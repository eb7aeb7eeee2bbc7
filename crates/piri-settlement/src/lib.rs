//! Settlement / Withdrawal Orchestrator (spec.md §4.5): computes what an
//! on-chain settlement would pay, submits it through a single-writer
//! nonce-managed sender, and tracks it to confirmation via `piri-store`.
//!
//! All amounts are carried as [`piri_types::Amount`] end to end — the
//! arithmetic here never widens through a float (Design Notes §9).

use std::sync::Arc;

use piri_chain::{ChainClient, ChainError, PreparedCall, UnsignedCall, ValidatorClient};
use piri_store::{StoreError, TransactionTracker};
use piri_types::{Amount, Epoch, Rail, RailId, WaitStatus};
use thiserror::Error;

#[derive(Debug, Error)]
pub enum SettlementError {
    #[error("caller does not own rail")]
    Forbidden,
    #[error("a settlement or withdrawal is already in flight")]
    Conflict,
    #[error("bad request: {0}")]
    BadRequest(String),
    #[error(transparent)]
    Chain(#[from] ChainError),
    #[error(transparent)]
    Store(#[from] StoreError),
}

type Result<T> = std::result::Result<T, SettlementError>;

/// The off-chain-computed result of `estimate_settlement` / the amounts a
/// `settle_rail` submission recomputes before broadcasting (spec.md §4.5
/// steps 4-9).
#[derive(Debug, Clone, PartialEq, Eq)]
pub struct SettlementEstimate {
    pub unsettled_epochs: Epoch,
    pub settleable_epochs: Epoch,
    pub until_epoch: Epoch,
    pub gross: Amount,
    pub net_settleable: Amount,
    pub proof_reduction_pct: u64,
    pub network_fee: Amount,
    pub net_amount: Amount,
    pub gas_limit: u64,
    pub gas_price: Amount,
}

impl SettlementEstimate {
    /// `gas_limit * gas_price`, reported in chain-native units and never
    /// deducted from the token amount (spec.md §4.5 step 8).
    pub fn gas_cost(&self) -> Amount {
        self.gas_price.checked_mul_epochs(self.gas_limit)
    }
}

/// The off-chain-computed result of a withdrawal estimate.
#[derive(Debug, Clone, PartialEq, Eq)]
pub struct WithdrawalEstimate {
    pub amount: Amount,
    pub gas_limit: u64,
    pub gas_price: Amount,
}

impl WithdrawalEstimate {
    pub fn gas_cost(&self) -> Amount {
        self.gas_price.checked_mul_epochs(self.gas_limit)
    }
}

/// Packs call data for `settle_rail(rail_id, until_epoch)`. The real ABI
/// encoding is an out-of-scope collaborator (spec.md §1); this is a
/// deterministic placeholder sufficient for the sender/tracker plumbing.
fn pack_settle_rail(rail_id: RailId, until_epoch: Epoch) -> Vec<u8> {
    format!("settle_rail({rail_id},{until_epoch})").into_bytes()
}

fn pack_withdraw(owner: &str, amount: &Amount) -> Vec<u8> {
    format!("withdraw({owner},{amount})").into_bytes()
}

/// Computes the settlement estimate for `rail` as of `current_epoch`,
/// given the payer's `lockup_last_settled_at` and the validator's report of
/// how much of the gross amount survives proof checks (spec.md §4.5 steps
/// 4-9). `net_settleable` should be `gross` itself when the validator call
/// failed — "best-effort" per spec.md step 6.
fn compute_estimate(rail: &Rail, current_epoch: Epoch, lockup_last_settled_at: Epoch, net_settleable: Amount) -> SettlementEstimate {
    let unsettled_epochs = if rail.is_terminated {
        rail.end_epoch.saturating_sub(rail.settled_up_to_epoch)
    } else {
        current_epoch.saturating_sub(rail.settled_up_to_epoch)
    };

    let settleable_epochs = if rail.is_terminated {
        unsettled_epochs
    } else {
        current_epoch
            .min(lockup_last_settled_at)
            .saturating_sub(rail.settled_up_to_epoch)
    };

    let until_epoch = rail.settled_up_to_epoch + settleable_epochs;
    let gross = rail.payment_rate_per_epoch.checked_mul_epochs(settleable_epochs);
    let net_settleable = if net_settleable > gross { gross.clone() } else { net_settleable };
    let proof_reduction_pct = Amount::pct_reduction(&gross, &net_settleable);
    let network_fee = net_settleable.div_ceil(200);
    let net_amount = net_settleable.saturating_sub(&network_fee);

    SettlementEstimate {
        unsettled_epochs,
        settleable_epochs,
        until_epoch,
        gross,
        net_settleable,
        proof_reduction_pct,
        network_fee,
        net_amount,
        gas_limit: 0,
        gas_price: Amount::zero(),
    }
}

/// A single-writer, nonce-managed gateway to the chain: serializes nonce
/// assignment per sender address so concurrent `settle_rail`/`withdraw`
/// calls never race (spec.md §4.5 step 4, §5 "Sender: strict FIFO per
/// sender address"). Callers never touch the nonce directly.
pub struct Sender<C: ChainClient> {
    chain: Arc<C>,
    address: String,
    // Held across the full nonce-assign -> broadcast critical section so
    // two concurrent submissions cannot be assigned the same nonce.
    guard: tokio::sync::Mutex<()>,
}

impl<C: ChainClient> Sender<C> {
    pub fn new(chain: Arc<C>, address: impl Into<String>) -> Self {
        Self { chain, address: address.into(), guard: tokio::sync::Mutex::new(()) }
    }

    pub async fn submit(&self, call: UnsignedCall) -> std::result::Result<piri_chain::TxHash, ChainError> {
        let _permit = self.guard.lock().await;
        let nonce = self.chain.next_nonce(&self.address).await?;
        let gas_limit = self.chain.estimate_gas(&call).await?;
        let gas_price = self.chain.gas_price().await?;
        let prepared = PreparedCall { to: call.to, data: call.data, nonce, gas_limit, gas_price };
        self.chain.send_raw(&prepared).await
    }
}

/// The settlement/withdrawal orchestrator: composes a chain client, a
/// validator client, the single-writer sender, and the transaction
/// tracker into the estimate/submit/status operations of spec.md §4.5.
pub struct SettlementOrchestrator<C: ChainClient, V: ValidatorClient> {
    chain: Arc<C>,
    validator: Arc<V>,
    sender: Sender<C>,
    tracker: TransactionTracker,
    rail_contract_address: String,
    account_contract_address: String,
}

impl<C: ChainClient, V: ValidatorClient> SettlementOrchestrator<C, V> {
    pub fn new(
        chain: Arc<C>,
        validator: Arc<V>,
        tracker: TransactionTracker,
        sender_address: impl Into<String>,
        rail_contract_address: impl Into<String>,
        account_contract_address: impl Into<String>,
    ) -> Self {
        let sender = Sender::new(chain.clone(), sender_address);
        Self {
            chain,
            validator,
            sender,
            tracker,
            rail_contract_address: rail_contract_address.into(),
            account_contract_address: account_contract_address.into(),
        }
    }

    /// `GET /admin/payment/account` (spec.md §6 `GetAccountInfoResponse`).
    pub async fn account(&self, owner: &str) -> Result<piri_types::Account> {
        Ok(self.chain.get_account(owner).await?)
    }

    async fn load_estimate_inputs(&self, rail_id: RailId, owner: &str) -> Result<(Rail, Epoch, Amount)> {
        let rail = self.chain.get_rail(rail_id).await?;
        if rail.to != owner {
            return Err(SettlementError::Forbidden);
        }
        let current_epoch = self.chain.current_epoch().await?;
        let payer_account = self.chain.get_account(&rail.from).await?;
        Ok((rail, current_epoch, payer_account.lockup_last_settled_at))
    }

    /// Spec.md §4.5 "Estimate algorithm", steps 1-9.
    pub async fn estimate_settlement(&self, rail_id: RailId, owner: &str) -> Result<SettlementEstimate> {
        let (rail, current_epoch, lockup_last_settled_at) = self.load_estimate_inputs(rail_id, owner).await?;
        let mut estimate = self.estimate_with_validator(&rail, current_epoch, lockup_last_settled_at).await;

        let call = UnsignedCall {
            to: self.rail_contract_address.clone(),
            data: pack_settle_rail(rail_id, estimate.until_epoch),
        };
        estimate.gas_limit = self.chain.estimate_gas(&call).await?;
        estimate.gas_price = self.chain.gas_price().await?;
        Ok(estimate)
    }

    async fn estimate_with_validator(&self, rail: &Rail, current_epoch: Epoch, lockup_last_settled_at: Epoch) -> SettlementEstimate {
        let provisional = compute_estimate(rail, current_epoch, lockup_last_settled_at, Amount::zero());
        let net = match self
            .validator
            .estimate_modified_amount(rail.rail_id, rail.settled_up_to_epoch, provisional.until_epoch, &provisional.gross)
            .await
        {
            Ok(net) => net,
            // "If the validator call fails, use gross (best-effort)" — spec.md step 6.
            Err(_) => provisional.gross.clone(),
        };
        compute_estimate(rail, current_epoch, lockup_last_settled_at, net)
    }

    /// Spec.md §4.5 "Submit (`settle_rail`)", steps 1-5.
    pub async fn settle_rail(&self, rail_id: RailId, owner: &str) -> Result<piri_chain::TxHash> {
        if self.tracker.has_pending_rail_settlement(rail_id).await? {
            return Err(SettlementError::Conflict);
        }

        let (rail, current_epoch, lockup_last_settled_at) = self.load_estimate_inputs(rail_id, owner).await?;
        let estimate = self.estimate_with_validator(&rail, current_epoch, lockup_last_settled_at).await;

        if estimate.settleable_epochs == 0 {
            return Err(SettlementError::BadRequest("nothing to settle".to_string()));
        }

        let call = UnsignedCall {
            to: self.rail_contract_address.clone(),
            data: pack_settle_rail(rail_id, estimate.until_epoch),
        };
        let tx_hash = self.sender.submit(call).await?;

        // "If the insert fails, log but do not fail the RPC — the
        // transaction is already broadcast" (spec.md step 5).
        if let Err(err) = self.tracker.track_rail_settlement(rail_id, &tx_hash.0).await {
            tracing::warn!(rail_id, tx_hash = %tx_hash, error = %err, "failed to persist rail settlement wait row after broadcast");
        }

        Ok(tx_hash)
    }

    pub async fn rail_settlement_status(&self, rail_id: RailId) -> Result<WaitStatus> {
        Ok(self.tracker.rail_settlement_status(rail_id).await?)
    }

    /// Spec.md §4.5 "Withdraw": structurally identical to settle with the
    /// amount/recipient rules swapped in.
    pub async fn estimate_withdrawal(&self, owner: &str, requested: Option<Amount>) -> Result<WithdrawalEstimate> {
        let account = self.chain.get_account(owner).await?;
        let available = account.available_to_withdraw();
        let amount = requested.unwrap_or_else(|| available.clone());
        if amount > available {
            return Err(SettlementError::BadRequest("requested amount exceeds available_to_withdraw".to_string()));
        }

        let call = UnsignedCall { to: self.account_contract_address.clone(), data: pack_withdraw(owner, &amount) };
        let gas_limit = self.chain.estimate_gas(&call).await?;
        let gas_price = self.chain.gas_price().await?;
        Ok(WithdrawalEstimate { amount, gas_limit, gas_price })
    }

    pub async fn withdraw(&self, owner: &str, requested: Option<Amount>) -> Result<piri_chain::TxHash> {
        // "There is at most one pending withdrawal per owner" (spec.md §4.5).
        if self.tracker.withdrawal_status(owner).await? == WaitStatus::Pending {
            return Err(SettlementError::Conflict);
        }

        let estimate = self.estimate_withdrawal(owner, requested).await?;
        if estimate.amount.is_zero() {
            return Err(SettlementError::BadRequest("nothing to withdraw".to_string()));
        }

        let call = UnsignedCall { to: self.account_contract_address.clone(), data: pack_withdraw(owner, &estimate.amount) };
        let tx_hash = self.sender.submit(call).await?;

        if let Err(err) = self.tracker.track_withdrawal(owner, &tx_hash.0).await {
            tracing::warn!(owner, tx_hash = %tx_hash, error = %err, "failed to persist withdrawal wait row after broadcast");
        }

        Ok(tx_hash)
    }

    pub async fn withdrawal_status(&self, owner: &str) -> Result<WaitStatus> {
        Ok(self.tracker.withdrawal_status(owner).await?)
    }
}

========

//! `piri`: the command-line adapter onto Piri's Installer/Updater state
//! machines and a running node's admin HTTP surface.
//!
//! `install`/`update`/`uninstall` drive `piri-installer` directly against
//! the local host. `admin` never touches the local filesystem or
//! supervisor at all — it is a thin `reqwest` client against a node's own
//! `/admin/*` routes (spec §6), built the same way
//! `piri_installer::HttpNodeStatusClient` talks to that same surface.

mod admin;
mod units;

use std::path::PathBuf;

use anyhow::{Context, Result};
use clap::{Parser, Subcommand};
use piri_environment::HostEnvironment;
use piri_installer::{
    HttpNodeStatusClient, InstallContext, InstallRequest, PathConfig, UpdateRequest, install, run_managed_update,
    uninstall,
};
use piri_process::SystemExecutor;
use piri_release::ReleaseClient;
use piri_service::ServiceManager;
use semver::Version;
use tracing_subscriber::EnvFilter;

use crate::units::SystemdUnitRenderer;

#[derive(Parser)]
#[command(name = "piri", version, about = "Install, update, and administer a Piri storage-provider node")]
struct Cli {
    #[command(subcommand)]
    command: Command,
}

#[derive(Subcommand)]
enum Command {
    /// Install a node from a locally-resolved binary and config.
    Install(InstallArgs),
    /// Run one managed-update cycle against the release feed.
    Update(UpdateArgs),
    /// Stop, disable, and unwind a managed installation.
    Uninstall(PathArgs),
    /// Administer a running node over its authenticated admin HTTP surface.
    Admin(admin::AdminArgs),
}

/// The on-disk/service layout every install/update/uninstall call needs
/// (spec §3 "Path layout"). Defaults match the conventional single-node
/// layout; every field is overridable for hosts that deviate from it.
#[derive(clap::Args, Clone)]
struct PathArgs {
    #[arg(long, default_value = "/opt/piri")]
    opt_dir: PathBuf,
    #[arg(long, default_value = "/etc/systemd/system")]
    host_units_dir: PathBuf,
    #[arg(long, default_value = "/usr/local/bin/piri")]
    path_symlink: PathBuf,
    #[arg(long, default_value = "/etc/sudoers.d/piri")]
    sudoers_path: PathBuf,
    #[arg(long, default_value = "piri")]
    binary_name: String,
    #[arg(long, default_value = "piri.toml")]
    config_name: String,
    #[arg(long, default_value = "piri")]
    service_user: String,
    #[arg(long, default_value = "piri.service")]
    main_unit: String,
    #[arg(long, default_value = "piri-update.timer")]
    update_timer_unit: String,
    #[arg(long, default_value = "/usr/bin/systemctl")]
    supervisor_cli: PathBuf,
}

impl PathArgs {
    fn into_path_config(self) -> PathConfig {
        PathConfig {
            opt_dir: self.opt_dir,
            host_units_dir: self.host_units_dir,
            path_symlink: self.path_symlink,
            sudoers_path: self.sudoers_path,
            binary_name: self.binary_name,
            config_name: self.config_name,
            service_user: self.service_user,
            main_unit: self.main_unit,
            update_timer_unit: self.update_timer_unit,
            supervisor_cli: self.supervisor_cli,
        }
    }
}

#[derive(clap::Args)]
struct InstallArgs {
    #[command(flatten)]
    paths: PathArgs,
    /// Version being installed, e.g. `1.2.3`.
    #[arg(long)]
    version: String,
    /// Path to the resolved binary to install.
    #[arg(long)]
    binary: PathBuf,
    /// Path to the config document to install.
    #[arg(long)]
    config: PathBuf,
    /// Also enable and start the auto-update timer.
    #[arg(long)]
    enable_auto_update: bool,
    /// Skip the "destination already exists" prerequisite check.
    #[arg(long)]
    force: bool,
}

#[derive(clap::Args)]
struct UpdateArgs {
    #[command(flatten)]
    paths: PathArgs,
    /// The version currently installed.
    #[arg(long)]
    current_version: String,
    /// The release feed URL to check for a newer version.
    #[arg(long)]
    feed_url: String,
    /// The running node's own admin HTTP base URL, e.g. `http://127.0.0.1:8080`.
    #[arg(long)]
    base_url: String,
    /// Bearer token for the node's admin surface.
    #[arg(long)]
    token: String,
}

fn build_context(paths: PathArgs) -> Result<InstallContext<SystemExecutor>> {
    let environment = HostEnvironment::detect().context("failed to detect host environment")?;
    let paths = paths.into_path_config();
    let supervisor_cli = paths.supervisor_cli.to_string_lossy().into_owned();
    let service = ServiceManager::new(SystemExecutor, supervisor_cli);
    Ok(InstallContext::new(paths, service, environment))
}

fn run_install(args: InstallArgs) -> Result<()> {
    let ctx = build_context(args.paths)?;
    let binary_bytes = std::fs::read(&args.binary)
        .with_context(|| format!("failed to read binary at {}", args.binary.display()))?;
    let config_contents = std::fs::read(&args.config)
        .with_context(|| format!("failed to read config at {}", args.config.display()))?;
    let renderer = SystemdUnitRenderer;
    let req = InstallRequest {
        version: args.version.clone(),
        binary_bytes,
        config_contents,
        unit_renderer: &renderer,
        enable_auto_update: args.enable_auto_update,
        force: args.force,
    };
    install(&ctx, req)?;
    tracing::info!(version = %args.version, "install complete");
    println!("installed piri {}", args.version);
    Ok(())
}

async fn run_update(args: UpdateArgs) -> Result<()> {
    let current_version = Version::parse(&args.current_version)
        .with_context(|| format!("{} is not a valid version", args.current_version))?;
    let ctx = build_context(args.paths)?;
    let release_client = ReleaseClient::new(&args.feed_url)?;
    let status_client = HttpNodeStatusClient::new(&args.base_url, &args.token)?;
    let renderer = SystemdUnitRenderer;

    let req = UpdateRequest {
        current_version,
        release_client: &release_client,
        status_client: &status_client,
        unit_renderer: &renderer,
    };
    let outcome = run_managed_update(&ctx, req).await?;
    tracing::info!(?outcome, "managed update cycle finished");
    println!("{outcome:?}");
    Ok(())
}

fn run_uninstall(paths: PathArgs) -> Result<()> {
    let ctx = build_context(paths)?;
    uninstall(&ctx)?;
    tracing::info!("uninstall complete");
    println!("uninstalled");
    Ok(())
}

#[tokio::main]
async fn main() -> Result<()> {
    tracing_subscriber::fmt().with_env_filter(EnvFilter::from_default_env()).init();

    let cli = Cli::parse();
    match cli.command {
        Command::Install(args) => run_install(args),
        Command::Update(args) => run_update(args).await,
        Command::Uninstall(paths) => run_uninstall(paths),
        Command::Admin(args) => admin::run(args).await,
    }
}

========

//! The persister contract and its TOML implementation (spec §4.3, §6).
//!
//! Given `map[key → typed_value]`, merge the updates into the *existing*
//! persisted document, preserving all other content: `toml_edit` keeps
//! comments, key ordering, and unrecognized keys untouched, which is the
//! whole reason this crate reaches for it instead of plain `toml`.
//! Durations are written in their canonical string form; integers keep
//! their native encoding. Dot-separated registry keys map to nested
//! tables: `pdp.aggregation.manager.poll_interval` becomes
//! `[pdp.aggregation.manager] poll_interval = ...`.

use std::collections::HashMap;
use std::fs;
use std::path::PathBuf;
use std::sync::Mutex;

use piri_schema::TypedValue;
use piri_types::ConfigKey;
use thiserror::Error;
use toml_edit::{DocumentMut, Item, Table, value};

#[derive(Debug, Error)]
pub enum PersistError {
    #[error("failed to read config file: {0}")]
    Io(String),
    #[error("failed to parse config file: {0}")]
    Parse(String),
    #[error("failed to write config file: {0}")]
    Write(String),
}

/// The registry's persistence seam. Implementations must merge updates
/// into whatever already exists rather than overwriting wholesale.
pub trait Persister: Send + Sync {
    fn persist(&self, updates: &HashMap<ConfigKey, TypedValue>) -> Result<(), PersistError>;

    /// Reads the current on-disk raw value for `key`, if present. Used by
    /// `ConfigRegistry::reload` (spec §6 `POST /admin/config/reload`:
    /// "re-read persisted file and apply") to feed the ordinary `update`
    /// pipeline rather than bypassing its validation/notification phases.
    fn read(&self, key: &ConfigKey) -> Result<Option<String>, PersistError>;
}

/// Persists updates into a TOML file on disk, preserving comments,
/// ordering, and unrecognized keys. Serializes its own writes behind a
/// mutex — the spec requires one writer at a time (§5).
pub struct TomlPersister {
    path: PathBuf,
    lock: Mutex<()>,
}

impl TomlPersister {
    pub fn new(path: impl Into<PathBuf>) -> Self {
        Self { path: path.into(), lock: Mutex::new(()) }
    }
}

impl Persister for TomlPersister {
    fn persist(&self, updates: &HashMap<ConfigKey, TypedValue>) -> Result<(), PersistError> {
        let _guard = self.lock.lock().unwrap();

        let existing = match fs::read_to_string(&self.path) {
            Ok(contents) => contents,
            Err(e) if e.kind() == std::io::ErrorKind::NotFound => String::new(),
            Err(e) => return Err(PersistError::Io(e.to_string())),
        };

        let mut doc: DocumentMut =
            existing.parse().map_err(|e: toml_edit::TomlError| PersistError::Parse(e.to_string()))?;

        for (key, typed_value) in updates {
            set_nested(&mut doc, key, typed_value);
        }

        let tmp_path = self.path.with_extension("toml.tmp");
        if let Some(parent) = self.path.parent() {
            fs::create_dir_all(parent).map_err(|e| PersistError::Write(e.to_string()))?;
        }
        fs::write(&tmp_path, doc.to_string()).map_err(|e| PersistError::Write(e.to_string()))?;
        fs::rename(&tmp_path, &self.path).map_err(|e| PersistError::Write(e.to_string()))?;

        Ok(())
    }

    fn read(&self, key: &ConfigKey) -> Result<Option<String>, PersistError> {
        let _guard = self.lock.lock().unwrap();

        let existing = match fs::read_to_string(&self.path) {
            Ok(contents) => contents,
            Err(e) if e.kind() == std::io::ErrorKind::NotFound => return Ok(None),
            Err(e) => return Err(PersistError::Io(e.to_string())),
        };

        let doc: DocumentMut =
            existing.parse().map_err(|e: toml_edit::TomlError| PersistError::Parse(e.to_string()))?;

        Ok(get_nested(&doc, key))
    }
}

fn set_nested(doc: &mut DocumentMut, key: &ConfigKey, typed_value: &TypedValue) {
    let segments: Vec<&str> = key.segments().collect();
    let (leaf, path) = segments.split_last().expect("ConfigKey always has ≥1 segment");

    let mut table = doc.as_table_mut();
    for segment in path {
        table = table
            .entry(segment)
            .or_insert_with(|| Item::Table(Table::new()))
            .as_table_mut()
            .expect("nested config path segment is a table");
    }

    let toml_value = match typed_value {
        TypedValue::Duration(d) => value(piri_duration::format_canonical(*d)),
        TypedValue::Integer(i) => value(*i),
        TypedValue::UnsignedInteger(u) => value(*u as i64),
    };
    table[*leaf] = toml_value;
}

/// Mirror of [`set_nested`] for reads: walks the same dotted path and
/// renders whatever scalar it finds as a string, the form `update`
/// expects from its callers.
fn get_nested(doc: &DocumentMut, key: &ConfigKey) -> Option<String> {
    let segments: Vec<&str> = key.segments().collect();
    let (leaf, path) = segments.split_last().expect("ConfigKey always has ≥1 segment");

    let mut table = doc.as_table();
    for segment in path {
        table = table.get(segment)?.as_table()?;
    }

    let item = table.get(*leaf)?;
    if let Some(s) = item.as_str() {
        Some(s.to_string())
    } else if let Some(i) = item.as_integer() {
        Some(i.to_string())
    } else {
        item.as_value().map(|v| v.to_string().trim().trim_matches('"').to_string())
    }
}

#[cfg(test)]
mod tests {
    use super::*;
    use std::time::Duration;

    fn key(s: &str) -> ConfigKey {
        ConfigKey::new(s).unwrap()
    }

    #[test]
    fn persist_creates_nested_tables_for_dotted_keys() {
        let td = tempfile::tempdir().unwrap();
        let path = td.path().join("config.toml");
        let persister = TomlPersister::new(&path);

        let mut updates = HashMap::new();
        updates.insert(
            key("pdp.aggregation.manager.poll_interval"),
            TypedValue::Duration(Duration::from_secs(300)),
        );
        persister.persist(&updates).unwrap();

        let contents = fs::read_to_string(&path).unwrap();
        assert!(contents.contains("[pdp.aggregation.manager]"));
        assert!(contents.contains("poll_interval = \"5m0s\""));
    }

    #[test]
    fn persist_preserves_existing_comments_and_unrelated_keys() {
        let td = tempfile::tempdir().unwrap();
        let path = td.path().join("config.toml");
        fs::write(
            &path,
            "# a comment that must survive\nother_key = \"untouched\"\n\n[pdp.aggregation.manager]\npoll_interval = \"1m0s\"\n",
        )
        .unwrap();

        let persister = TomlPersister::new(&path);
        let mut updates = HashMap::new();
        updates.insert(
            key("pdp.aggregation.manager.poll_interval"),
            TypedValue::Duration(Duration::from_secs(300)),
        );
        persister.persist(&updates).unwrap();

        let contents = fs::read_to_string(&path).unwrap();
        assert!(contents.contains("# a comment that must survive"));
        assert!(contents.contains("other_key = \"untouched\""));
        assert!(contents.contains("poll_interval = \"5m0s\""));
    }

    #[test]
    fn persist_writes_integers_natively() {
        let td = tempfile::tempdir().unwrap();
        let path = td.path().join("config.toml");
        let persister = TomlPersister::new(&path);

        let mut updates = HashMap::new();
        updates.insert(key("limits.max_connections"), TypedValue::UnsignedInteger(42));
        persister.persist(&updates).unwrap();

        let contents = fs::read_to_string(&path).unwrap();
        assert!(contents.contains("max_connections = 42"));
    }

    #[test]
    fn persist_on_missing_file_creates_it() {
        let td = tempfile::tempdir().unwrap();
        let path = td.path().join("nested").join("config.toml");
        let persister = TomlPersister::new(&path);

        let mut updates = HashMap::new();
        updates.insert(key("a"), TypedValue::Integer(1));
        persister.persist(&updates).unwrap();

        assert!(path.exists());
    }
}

========

In the entries above, which lines hold the string "enum"? Report all of them.

EXERCISE OUTPUT ::
pub enum SettlementError {
enum Command {
pub enum PersistError {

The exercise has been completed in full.